Your goal —
Repeat back the listing below, word for word and in full.

Records supplied —

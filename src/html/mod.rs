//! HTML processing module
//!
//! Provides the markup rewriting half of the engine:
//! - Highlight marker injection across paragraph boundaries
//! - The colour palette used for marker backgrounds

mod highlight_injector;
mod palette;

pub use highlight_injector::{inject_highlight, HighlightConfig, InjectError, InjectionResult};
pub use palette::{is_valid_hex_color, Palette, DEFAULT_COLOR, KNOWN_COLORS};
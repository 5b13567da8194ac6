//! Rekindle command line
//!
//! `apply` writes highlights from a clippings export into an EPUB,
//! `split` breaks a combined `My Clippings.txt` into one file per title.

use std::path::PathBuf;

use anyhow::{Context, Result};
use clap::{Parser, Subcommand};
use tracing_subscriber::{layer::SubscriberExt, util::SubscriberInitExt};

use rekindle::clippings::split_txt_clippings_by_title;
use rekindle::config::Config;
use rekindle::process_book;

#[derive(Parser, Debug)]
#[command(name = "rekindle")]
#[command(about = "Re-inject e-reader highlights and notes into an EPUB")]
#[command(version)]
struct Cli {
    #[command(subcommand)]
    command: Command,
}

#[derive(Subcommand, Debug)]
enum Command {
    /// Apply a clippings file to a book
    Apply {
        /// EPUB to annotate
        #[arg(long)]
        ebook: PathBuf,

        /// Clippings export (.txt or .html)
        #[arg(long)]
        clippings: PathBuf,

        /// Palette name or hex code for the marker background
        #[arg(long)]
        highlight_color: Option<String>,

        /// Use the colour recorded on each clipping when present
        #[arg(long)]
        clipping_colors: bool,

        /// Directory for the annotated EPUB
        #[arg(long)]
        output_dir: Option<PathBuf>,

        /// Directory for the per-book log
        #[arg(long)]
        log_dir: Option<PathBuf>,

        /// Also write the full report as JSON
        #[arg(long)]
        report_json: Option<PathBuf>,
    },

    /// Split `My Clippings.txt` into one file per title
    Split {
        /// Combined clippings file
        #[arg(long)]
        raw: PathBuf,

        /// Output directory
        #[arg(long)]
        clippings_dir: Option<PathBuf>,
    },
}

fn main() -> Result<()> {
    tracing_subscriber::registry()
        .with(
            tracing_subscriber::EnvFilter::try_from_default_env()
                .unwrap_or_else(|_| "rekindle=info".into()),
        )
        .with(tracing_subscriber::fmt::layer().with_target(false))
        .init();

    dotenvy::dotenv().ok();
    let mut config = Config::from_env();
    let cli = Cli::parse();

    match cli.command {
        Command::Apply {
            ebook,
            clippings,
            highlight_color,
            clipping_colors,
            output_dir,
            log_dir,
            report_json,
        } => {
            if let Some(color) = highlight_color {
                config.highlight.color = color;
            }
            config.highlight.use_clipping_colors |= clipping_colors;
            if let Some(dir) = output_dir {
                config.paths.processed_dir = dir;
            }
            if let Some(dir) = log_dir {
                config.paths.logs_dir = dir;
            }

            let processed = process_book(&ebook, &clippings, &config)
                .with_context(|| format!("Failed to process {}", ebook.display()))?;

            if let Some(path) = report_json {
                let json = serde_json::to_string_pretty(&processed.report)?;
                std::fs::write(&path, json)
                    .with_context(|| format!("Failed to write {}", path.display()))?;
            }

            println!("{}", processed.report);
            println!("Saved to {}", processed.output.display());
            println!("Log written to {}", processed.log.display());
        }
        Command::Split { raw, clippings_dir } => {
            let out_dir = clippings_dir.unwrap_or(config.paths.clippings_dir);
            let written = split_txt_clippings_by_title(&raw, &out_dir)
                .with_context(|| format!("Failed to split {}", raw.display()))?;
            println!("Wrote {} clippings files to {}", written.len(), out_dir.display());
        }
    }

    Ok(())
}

Answer —
filename src/html/mod.rs
//! HTML processing module
//!
//! Provides the markup rewriting half of the engine:
//! - Highlight marker injection across paragraph boundaries
//! - The colour palette used for marker backgrounds

mod highlight_injector;
mod palette;

pub use highlight_injector::{inject_highlight, HighlightConfig, InjectError, InjectionResult};
pub use palette::{is_valid_hex_color, Palette, DEFAULT_COLOR, KNOWN_COLORS};
repository 5b13567da8194ac6
//! Rekindle command line
//!
//! `apply` writes highlights from a clippings export into an EPUB,
//! `split` breaks a combined `My Clippings.txt` into one file per title.

use std::path::PathBuf;

use anyhow::{Context, Result};
use clap::{Parser, Subcommand};
use tracing_subscriber::{layer::SubscriberExt, util::SubscriberInitExt};

use rekindle::clippings::split_txt_clippings_by_title;
use rekindle::config::Config;
use rekindle::process_book;

#[derive(Parser, Debug)]
#[command(name = "rekindle")]
#[command(about = "Re-inject e-reader highlights and notes into an EPUB")]
#[command(version)]
struct Cli {
    #[command(subcommand)]
    command: Command,
}

#[derive(Subcommand, Debug)]
enum Command {
    /// Apply a clippings file to a book
    Apply {
        /// EPUB to annotate
        #[arg(long)]
        ebook: PathBuf,

        /// Clippings export (.txt or .html)
        #[arg(long)]
        clippings: PathBuf,

        /// Palette name or hex code for the marker background
        #[arg(long)]
        highlight_color: Option<String>,

        /// Use the colour recorded on each clipping when present
        #[arg(long)]
        clipping_colors: bool,

        /// Directory for the annotated EPUB
        #[arg(long)]
        output_dir: Option<PathBuf>,

        /// Directory for the per-book log
        #[arg(long)]
        log_dir: Option<PathBuf>,

        /// Also write the full report as JSON
        #[arg(long)]
        report_json: Option<PathBuf>,
    },

    /// Split `My Clippings.txt` into one file per title
    Split {
        /// Combined clippings file
        #[arg(long)]
        raw: PathBuf,

        /// Output directory
        #[arg(long)]
        clippings_dir: Option<PathBuf>,
    },
}

fn main() -> Result<()> {
    tracing_subscriber::registry()
        .with(
            tracing_subscriber::EnvFilter::try_from_default_env()
                .unwrap_or_else(|_| "rekindle=info".into()),
        )
        .with(tracing_subscriber::fmt::layer().with_target(false))
        .init();

    dotenvy::dotenv().ok();
    let mut config = Config::from_env();
    let cli = Cli::parse();

    match cli.command {
        Command::Apply {
            ebook,
            clippings,
            highlight_color,
            clipping_colors,
            output_dir,
            log_dir,
            report_json,
        } => {
            if let Some(color) = highlight_color {
                config.highlight.color = color;
            }
            config.highlight.use_clipping_colors |= clipping_colors;
            if let Some(dir) = output_dir {
                config.paths.processed_dir = dir;
            }
            if let Some(dir) = log_dir {
                config.paths.logs_dir = dir;
            }

            let processed = process_book(&ebook, &clippings, &config)
                .with_context(|| format!("Failed to process {}", ebook.display()))?;

            if let Some(path) = report_json {
                let json = serde_json::to_string_pretty(&processed.report)?;
                std::fs::write(&path, json)
                    .with_context(|| format!("Failed to write {}", path.display()))?;
            }

            println!("{}", processed.report);
            println!("Saved to {}", processed.output.display());
            println!("Log written to {}", processed.log.display());
        }
        Command::Split { raw, clippings_dir } => {
            let out_dir = clippings_dir.unwrap_or(config.paths.clippings_dir);
            let written = split_txt_clippings_by_title(&raw, &out_dir)
                .with_context(|| format!("Failed to split {}", raw.display()))?;
            println!("Wrote {} clippings files to {}", written.len(), out_dir.display());
        }
    }

    Ok(())
}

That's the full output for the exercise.